All this is making me think of even more stuff. For instance as a white woman of an upper middle class family, I think I still have (overall) more going for me in terms of privilege because I am white than men of color do. Because even though I’m female, I am also white and middle class, so I started with a huge advantage over people of color regardless of gender. Also if I had ended up in an abusive marriage or long term relationship, that would be awful and I’d be experiencing a type of abuse that has stems from patriarchy, particularly white patriarchy, which has smothered itself over everyone in the US. But because of my white privilege I’d likely fare well, if I was able to get out safely. It may take years but I’d likely heal and largely recover, likely faster than poor women and/or women of color and/or LGBTQ folks. I can also speak to my personal dating experiences in high school and college. During these years, I dated three men who perpetuated DV (a, as I’ve said, highly gendered type of abuse) and each of these men degraded, humiliated, scared and/or emotionally hurt me. One of these men was white and two were men of color, though one of the relationships w/a man of color was very, very short. Fortunately I was able to get away from these guys and I haven’t experienced anything like that in more than a decade. The harm they did cause still lives in me but because of resources given to me by the sheer fact that I’m white, I’ve made tremendous gains in recovery and healing.

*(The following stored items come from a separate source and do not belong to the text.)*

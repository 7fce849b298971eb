//! SS58 address dispatch handlers.

use super::dispatcher::{
    config_arg, core_err, err, json_parse, ok_json, optional_u64, require_str, DResult,
};
use crate::crypto::ss58::{self, NetworkPrefix};

/// A present prefix must be a valid one; only an absent prefix defaults
fn prefix_arg(
    data: &serde_json::Value,
    field: &str,
) -> Result<Option<NetworkPrefix>, (i32, String)> {
    match optional_u64(data, field)? {
        Some(value) => {
            let value =
                u16::try_from(value).map_err(|_| err(2, format!("{} out of range", field)))?;
            NetworkPrefix::new(value).map(Some).map_err(core_err)
        }
        None => Ok(None),
    }
}

pub fn address_encode(args: &str) -> DResult {
    let data = json_parse(args)?;
    let key_hex = require_str(&data, "publicKey")?;
    let public_key = hex::decode(key_hex.strip_prefix("0x").unwrap_or(key_hex))
        .map_err(|e| err(2, format!("Invalid publicKey hex: {}", e)))?;
    let prefix = match prefix_arg(&data, "prefix")? {
        Some(prefix) => prefix,
        None => config_arg(&data)?.address_prefix,
    };

    let address = ss58::encode(&public_key, prefix).map_err(core_err)?;
    ok_json(serde_json::json!({ "address": address, "prefix": prefix.value() }))
}

pub fn address_decode(args: &str) -> DResult {
    let data = json_parse(args)?;
    let address = require_str(&data, "address")?;
    let (public_key, prefix) = ss58::decode(address).map_err(core_err)?;
    ok_json(serde_json::json!({
        "publicKey": hex::encode(public_key),
        "prefix": prefix.value(),
        "network": prefix.name(),
    }))
}

pub fn address_validate(args: &str) -> DResult {
    let data = json_parse(args)?;
    let address = require_str(&data, "address")?;
    ok_json(serde_json::json!({ "valid": ss58::validate_address(address) }))
}

pub fn address_is_from_network(args: &str) -> DResult {
    let data = json_parse(args)?;
    let address = require_str(&data, "address")?;
    let prefix = prefix_arg(&data, "prefix")?.ok_or_else(|| err(2, "Missing prefix"))?;
    ok_json(serde_json::json!({ "result": ss58::is_from_network(address, prefix) }))
}

// ============================================================================
// TESTS
// ============================================================================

Because of privilege I’ve also gained education and awareness of DV, which is not a 100% guarantee against abuse, but it does provide a nice protective buffer. So my point is that while I am fortunate to be in a loving, equal marriage, I know things could have gone differently. But even if they had, I know that I would have had more resources to help me through and out. I don’t know that people of color of any gender can say the same for race-based violence and oppression they endure. So maybe overall black men don’t control white women, but that doesn’t mean there aren’t instances when the patriarchy wins out for a man of any race over a woman of any race. And for this reason, to me, patriarchy is still a relative term.